## Instructions for the task
Provide again, from the entries below, every line from the one containing "tokio::time::sleep(std::time::Duration::from_millis(20)).await;" through the one containing "waiter.await.unwrap();", exactly as written, and no other line.

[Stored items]
******************************

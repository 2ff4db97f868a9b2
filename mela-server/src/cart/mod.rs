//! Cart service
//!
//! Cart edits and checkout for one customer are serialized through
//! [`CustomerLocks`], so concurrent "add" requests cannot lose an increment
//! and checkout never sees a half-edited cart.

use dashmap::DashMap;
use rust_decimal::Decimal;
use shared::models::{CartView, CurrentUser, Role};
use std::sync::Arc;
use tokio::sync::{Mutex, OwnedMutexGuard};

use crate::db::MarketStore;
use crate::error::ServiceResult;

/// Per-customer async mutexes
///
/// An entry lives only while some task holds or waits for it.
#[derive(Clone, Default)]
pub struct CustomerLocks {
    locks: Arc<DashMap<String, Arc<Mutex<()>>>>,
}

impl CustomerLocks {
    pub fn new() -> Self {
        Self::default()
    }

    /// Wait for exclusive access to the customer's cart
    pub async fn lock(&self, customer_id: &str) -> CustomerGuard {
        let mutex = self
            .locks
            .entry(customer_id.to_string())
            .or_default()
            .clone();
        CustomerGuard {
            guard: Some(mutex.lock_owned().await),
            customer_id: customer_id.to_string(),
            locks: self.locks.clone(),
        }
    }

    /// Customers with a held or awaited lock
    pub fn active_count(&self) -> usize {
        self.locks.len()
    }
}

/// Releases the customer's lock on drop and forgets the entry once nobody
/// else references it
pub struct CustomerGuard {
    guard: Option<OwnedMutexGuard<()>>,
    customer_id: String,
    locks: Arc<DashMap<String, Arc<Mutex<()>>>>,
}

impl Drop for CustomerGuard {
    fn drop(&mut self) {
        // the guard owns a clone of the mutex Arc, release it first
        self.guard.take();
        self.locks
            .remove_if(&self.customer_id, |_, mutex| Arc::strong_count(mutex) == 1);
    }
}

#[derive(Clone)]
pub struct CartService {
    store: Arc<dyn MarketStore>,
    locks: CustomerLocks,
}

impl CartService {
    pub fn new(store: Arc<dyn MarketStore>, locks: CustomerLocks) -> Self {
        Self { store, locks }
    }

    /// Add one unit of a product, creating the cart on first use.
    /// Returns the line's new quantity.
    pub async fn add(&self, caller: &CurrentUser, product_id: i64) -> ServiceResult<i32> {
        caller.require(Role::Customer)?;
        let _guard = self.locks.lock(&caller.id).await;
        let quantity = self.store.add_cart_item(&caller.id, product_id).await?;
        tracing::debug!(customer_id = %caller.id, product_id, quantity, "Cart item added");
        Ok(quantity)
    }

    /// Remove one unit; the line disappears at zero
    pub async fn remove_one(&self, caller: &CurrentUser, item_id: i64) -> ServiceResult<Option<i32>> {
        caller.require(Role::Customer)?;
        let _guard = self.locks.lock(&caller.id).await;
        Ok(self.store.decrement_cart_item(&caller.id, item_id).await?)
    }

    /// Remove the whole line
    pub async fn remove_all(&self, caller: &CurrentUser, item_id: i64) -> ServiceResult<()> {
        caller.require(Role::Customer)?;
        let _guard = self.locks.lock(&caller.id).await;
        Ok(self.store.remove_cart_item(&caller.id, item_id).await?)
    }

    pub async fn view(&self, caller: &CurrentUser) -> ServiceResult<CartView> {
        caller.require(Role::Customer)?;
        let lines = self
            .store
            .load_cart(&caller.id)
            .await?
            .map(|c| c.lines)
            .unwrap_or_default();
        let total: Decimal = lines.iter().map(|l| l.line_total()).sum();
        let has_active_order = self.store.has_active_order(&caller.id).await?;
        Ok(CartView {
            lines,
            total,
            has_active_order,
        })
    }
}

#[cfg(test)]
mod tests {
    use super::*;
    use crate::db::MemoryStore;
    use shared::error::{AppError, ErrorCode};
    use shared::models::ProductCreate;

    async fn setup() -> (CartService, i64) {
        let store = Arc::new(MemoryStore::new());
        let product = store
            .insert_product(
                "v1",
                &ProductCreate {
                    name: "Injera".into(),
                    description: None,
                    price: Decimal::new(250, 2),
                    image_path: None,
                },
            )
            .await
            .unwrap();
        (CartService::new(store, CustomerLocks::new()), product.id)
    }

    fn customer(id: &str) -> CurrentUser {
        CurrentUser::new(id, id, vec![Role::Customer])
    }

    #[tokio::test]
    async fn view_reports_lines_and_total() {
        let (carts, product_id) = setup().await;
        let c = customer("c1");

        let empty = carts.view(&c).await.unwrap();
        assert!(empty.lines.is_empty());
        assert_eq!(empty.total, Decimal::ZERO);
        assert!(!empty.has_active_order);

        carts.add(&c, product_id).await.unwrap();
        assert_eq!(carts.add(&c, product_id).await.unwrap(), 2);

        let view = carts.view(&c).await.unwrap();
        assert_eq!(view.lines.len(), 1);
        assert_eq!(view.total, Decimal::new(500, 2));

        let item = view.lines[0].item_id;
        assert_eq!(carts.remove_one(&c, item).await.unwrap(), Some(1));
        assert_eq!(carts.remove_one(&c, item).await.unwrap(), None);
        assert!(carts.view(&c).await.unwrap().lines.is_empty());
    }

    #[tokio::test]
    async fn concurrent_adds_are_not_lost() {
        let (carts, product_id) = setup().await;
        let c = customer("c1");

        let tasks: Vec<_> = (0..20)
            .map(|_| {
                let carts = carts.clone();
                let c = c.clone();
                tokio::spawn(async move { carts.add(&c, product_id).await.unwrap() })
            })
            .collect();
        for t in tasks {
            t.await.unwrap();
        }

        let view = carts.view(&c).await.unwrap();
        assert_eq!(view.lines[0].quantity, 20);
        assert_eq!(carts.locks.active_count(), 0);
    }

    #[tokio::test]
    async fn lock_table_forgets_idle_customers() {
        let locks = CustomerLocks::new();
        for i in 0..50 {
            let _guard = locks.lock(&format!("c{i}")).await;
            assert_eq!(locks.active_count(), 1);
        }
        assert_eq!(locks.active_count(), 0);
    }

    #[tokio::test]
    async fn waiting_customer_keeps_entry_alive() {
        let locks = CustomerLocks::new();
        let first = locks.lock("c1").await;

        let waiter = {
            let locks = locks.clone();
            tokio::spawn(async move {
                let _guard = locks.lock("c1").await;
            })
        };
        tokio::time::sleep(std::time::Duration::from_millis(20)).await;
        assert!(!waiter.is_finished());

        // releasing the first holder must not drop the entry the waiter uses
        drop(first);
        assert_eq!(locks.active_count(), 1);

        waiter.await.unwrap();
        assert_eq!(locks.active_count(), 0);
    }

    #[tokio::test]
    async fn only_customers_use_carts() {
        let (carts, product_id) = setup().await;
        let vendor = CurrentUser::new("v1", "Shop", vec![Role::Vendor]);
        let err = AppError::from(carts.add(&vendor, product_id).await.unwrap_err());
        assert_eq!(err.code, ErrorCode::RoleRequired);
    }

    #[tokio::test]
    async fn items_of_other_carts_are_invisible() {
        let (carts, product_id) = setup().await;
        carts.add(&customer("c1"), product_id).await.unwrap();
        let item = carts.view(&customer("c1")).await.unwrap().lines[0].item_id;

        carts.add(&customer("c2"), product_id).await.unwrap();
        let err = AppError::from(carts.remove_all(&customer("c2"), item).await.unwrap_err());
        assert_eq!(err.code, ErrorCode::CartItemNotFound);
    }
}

******************************

## Completed task
        tokio::time::sleep(std::time::Duration::from_millis(20)).await;
        assert!(!waiter.is_finished());

        // releasing the first holder must not drop the entry the waiter uses
        drop(first);
        assert_eq!(locks.active_count(), 1);

        waiter.await.unwrap();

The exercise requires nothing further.